In retrospect, the reason was pretty damn obvious:
People Don’t Know What They Want
The root of the problem is that the people at each phase of this approach cannot express accurately what they want. A small inconsistency, a minor oversight, at the beginning of the process will snowball as it is elaborated by the following steps. It’s like a party game of telephone, but without the cake. And without any way of checking as you go along, the discrepancies pile up at the end, leading to a massive amount of rework (and project cancellations).
In that case, it would be reasonable to ask why any software project succeeded. The answer is also fairly obvious:
People Don’t Do What They Should Do
Teams in the 1990s knew intuitively that this kind of snowballing cascade of small errors was unsustainable, so they subverted the project development structures imposed on them. They chose to ignore things that were patently incorrect. They talked to each other, and adjusted what they did in order to produce bits of code that would actually work together. And they got better and better at padding estimates.
Along Comes The Manifesto
The Manifesto for Agile Software Development, created in 2001, explicitly acknowledged that specifications at all levels were suspect, and that the only true measure of a project is the value it produces. It insisted that people should be in the loop, applying their intuition and skill to take small steps, and then using feedback to asses how successful they’d been. Each step was like a mini-waterfall, tacitly running from requirements to tests in a matter on minutes, often publishing code to the end users many times a day.
(I’m resisting the temptation here to rant about the current state of “agile.” That’ll be another article.)
What Has This to Do With AI?
Used properly, nothing.
But that’s not what I’m seeing. Companies are jumping on AI as a way of removing those messy (and expensive) humans from the process of developing software.
Right now (early 2025), we’re starting see a move from AI as coding assistant to AI as program writer. Nonprogrammers are working with Claude and ChatGPT to create simple programs. Companies are experimenting more and more with content produced largely by AI.

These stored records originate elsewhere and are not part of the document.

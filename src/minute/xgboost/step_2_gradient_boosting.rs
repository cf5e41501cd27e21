// External crates
use ndarray::ArrayView2;
use rand::rngs::StdRng;
use rand::SeedableRng;
use serde::{Deserialize, Serialize};
use std::fmt;

// Internal imports
use super::step_1_regression_tree::{RegressionTree, TreeNode, TreeParams};
use crate::constants::XGB_SEED;
use crate::error::{ForecastError, Result};

/// Hyperparameters of the boosted ensemble
#[derive(Debug, Clone, Copy, PartialEq, Serialize, Deserialize)]
pub struct XGBoostParams {
    pub max_depth: usize,
    pub learning_rate: f64,
    pub n_estimators: usize,
    /// Fraction of training rows sampled without replacement for each tree
    pub subsample: f64,
    pub seed: u64,
}

impl XGBoostParams {
    pub fn new(max_depth: usize, learning_rate: f64, n_estimators: usize, subsample: f64) -> Self {
        Self {
            max_depth,
            learning_rate,
            n_estimators,
            subsample,
            seed: XGB_SEED,
        }
    }

    fn validate(&self) -> std::result::Result<(), String> {
        if self.max_depth == 0 {
            return Err("max_depth must be at least 1".to_string());
        }
        if !(self.learning_rate.is_finite() && self.learning_rate > 0.0) {
            return Err(format!("learning_rate {} must be positive", self.learning_rate));
        }
        if self.n_estimators == 0 {
            return Err("n_estimators must be at least 1".to_string());
        }
        if !(self.subsample > 0.0 && self.subsample <= 1.0) {
            return Err(format!("subsample {} must be in (0, 1]", self.subsample));
        }
        Ok(())
    }
}

impl fmt::Display for XGBoostParams {
    fn fmt(&self, f: &mut fmt::Formatter<'_>) -> fmt::Result {
        write!(
            f,
            "XGBoost(max_depth={}, learning_rate={}, n_estimators={}, subsample={})",
            self.max_depth, self.learning_rate, self.n_estimators, self.subsample
        )
    }
}

/// Gradient-boosted regression trees under squared error
#[derive(Debug, Clone, PartialEq, Serialize, Deserialize)]
pub struct GradientBoostedTrees {
    pub params: XGBoostParams,
    /// Initial prediction, the training target mean
    pub base_score: f64,
    pub n_features: usize,
    pub trees: Vec<RegressionTree>,
}

impl GradientBoostedTrees {
    pub fn fit(features: ArrayView2<'_, f64>, target: &[f64], params: XGBoostParams) -> Result<Self> {
        let fail = |reason: String| ForecastError::fit_failure(params, reason);
        params.validate().map_err(fail)?;

        let n = target.len();
        if n == 0 {
            return Err(fail("no training rows".to_string()));
        }
        if features.nrows() != n {
            return Err(fail(format!("{} feature rows for {} targets", features.nrows(), n)));
        }
        if target.iter().chain(features.iter()).any(|v| !v.is_finite()) {
            return Err(fail("non-finite value in training data".to_string()));
        }

        let tree_params = TreeParams {
            max_depth: params.max_depth,
            ..TreeParams::default()
        };
        let base_score = target.iter().sum::<f64>() / n as f64;
        let mut predictions = vec![base_score; n];
        let hessians = vec![1.0; n];
        let sample_size = ((n as f64 * params.subsample).round() as usize).clamp(1, n);
        let mut rng = StdRng::seed_from_u64(params.seed);
        let all_rows: Vec<usize> = (0..n).collect();

        let mut trees = Vec::with_capacity(params.n_estimators);
        for _ in 0..params.n_estimators {
            let gradients: Vec<f64> = predictions.iter().zip(target).map(|(p, y)| p - y).collect();
            let rows = if sample_size < n {
                let mut sampled = rand::seq::index::sample(&mut rng, n, sample_size).into_vec();
                sampled.sort_unstable();
                sampled
            } else {
                all_rows.clone()
            };

            let mut tree = RegressionTree::fit(features, &gradients, &hessians, &rows, &tree_params);
            shrink(&mut tree, params.learning_rate);
            for (i, prediction) in predictions.iter_mut().enumerate() {
                *prediction += tree.predict_row(features.row(i));
            }
            trees.push(tree);
        }

        Ok(Self {
            params,
            base_score,
            n_features: features.ncols(),
            trees,
        })
    }

    pub fn predict(&self, features: ArrayView2<'_, f64>) -> Result<Vec<f64>> {
        if features.ncols() != self.n_features {
            return Err(ForecastError::InvalidArgument(format!(
                "model expects {} features, got {}",
                self.n_features,
                features.ncols()
            )));
        }
        Ok(features
            .rows()
            .into_iter()
            .map(|row| {
                self.base_score + self.trees.iter().map(|t| t.predict_row(row)).sum::<f64>()
            })
            .collect())
    }

    /// Number of splits on each feature across the ensemble
    pub fn feature_importance(&self) -> Vec<usize> {
        let mut counts = vec![0; self.n_features];
        for tree in &self.trees {
            tree.count_splits(&mut counts);
        }
        counts
    }
}

/// Scale every leaf by the learning rate
fn shrink(tree: &mut RegressionTree, eta: f64) {
    fn walk(node: &mut TreeNode, eta: f64) {
        match node {
            TreeNode::Leaf { value } => *value *= eta,
            TreeNode::Split { left, right, .. } => {
                walk(left, eta);
                walk(right, eta);
            }
        }
    }
    walk(&mut tree.root, eta);
}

And the problem with that is the same as the problem with the poorly-applied waterfall approach: people don’t know what they want. They’ll ask AI for a solution to their perceived need, and then run what they are given, often without understanding what it does. This applies equally to end users and (amazingly) to developers.
So the AI produces code based on at best a partial and at worst an inaccurate description, and then that code becomes part of a larger system, integrating with other chunks of imaginary code.

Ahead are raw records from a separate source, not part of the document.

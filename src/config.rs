use std::env;
use std::path::PathBuf;
use std::time::Duration;

use crate::constants::{
    CRYPTOCOMPARE_BASE_URL, DATA_DIR, DEFAULT_BIND, DEFAULT_LAG_COUNT, DEFAULT_PORT,
    EXPERIMENT_PATH, LIVE_TICK_SECONDS, MODEL_PATH, TRAIN_RATIO,
};

/// Runtime configuration derived from environment variables, with the
/// defaults from `constants` for anything unset or unparsable.
#[derive(Debug, Clone)]
pub struct ForecastConfig {
    /// CryptoCompare API key. Empty means anonymous requests.
    pub api_key: String,
    pub base_url: String,
    pub data_dir: PathBuf,
    pub model_dir: PathBuf,
    pub experiment_dir: PathBuf,
    pub bind: String,
    pub port: u16,
    pub live_interval: Duration,
    pub lag_count: usize,
    pub train_ratio: f64,
}

impl Default for ForecastConfig {
    fn default() -> Self {
        Self {
            api_key: String::new(),
            base_url: CRYPTOCOMPARE_BASE_URL.to_string(),
            data_dir: PathBuf::from(DATA_DIR),
            model_dir: PathBuf::from(MODEL_PATH),
            experiment_dir: PathBuf::from(EXPERIMENT_PATH),
            bind: DEFAULT_BIND.to_string(),
            port: DEFAULT_PORT,
            live_interval: Duration::from_secs(LIVE_TICK_SECONDS),
            lag_count: DEFAULT_LAG_COUNT,
            train_ratio: TRAIN_RATIO,
        }
    }
}

fn env_str(name: &str, default: &str) -> String {
    env::var(name)
        .ok()
        .map(|s| s.trim().to_string())
        .filter(|s| !s.is_empty())
        .unwrap_or_else(|| default.to_string())
}

fn env_parse<T: std::str::FromStr>(name: &str, default: T) -> T {
    env::var(name)
        .ok()
        .and_then(|s| s.trim().parse().ok())
        .unwrap_or(default)
}

impl ForecastConfig {
    pub fn from_env() -> Self {
        let defaults = Self::default();
        let lag_count = env_parse("FORECAST_LAG_COUNT", defaults.lag_count).max(1);
        let train_ratio = env_parse("FORECAST_TRAIN_RATIO", defaults.train_ratio);
        let train_ratio = if (0.0..=1.0).contains(&train_ratio) {
            train_ratio
        } else {
            log::warn!(
                "FORECAST_TRAIN_RATIO={} is outside [0, 1], using {}",
                train_ratio,
                TRAIN_RATIO
            );
            TRAIN_RATIO
        };

        Self {
            api_key: env_str("CRYPTOCOMPARE_API_KEY", ""),
            base_url: env_str("CRYPTOCOMPARE_BASE_URL", CRYPTOCOMPARE_BASE_URL),
            data_dir: PathBuf::from(env_str("FORECAST_DATA_DIR", DATA_DIR)),
            model_dir: PathBuf::from(env_str("FORECAST_MODEL_DIR", MODEL_PATH)),
            experiment_dir: PathBuf::from(env_str("FORECAST_EXPERIMENT_DIR", EXPERIMENT_PATH)),
            bind: env_str("FORECAST_BIND", DEFAULT_BIND),
            port: env_parse("FORECAST_PORT", DEFAULT_PORT),
            live_interval: Duration::from_secs(env_parse(
                "FORECAST_LIVE_INTERVAL_SECS",
                LIVE_TICK_SECONDS,
            )),
            lag_count,
            train_ratio,
        }
    }
}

That’s OK, people say. We’ll have the AI write tests, too.
Have you gone mad??
Shape The Tool To Your Hand
Don’t get me wrong. AI is a world-changing tool.
But good software developers have already changed the world beyond recognition. And they’ve done that by taking uncertain, inaccurate ideas and using their experience, intuition, and communications skills to hone them into something that changes people’s lives.
Remove these people from the equation, and will be back in the 1990s, in a world full of poor software and unmet needs.
Or am I just being a Luddite? Let’s discuss below.
Have fun
Dave
I think AI still replace jobs, simply because now you need less software engineers to produce the same results
You are being a Luddite, but that is a compliment. Understanding and discussing the human skill and value present, as well as what technology is good at and not good at is all the Luddites were doing.